- **Problem details**: Answer with one figure only, the number of lines below in which "Liveness" occurs.

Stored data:
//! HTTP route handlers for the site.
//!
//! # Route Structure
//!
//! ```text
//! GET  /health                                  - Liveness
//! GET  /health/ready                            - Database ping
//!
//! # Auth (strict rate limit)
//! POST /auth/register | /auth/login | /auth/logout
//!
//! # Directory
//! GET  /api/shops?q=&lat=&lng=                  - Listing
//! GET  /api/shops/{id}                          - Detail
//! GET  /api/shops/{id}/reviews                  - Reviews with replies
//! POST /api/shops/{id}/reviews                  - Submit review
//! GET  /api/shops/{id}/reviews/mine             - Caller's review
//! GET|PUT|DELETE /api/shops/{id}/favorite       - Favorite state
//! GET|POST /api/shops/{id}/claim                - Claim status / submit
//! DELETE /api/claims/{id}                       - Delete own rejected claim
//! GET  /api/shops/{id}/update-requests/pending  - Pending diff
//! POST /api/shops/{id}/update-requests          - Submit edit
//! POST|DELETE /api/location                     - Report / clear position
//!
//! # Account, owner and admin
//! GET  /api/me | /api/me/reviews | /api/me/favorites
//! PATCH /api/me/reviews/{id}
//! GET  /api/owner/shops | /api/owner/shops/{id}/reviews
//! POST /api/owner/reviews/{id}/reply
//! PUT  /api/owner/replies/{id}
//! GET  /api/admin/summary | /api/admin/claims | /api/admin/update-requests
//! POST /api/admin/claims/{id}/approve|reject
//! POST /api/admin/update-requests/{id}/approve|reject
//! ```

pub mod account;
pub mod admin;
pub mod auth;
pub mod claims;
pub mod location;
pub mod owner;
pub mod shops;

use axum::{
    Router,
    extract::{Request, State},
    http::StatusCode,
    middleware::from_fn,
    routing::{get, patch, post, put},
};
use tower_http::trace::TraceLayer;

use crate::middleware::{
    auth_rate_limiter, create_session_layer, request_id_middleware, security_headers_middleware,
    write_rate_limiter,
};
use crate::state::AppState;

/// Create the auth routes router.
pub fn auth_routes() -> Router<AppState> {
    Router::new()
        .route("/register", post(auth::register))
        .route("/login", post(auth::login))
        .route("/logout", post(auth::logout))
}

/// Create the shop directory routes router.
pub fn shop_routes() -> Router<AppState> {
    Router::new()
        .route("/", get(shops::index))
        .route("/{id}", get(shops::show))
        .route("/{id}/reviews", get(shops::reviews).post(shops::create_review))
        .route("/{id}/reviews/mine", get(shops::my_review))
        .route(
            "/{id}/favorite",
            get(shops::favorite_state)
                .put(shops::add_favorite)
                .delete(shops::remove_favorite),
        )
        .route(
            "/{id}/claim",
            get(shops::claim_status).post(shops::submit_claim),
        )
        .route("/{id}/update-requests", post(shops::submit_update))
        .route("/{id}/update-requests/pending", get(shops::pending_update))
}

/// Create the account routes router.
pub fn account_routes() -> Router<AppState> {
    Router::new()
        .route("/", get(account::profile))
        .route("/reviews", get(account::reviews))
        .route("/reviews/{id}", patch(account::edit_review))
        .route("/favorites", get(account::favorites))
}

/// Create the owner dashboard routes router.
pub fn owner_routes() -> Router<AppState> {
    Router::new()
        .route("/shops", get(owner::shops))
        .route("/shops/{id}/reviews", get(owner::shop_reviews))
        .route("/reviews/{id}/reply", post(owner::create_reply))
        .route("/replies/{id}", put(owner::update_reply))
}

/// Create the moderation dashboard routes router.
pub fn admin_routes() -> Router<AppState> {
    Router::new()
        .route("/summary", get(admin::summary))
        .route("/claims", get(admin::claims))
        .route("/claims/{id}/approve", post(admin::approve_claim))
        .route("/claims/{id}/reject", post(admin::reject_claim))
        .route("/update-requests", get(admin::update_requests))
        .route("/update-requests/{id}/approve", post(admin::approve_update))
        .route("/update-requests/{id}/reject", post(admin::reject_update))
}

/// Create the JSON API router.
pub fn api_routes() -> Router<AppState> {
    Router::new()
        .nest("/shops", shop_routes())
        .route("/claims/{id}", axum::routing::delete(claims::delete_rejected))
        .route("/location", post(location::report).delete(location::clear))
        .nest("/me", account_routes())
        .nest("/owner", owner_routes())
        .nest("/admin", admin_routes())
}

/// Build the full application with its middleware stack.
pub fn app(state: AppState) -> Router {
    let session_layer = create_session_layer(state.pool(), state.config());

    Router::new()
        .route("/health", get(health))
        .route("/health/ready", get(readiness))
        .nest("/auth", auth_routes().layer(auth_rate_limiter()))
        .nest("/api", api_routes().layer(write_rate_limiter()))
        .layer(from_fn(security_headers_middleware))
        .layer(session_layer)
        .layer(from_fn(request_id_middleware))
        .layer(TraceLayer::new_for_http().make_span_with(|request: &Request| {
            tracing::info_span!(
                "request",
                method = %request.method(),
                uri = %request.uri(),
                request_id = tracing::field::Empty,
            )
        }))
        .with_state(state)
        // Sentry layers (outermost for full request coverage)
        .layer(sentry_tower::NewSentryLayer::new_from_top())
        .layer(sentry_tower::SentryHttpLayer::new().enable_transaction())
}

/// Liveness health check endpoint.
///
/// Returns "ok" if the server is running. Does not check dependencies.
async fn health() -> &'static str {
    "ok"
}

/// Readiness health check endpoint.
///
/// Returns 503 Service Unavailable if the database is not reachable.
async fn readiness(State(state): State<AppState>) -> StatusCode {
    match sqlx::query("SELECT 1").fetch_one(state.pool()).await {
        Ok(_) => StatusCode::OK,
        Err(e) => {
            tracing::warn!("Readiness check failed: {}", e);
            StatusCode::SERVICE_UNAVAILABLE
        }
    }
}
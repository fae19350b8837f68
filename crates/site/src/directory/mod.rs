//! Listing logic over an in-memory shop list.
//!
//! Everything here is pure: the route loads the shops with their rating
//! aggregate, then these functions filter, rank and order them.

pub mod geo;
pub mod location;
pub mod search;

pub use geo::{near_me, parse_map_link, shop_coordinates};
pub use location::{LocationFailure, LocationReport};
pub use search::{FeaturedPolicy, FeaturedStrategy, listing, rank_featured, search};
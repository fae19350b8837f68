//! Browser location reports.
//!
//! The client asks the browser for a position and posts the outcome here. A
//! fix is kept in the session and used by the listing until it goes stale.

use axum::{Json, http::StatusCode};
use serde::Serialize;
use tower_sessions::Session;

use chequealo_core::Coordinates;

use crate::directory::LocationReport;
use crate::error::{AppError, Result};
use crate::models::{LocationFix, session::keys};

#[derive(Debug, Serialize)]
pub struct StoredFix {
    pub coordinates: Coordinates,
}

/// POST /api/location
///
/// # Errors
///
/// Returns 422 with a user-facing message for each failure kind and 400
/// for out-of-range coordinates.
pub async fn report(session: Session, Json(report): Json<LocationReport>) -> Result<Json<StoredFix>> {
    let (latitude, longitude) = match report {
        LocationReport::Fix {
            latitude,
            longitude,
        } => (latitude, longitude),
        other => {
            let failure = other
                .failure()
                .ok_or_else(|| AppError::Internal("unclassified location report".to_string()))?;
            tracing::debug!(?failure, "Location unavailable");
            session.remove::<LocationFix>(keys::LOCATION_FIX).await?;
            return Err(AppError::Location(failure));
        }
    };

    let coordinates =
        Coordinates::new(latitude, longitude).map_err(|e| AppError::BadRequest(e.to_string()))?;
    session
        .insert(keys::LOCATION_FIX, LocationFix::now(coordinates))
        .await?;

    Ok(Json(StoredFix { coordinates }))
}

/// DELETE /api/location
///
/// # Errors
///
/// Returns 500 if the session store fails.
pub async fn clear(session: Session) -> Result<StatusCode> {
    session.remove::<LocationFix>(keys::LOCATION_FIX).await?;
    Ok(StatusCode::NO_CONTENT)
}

- **Solution**: 2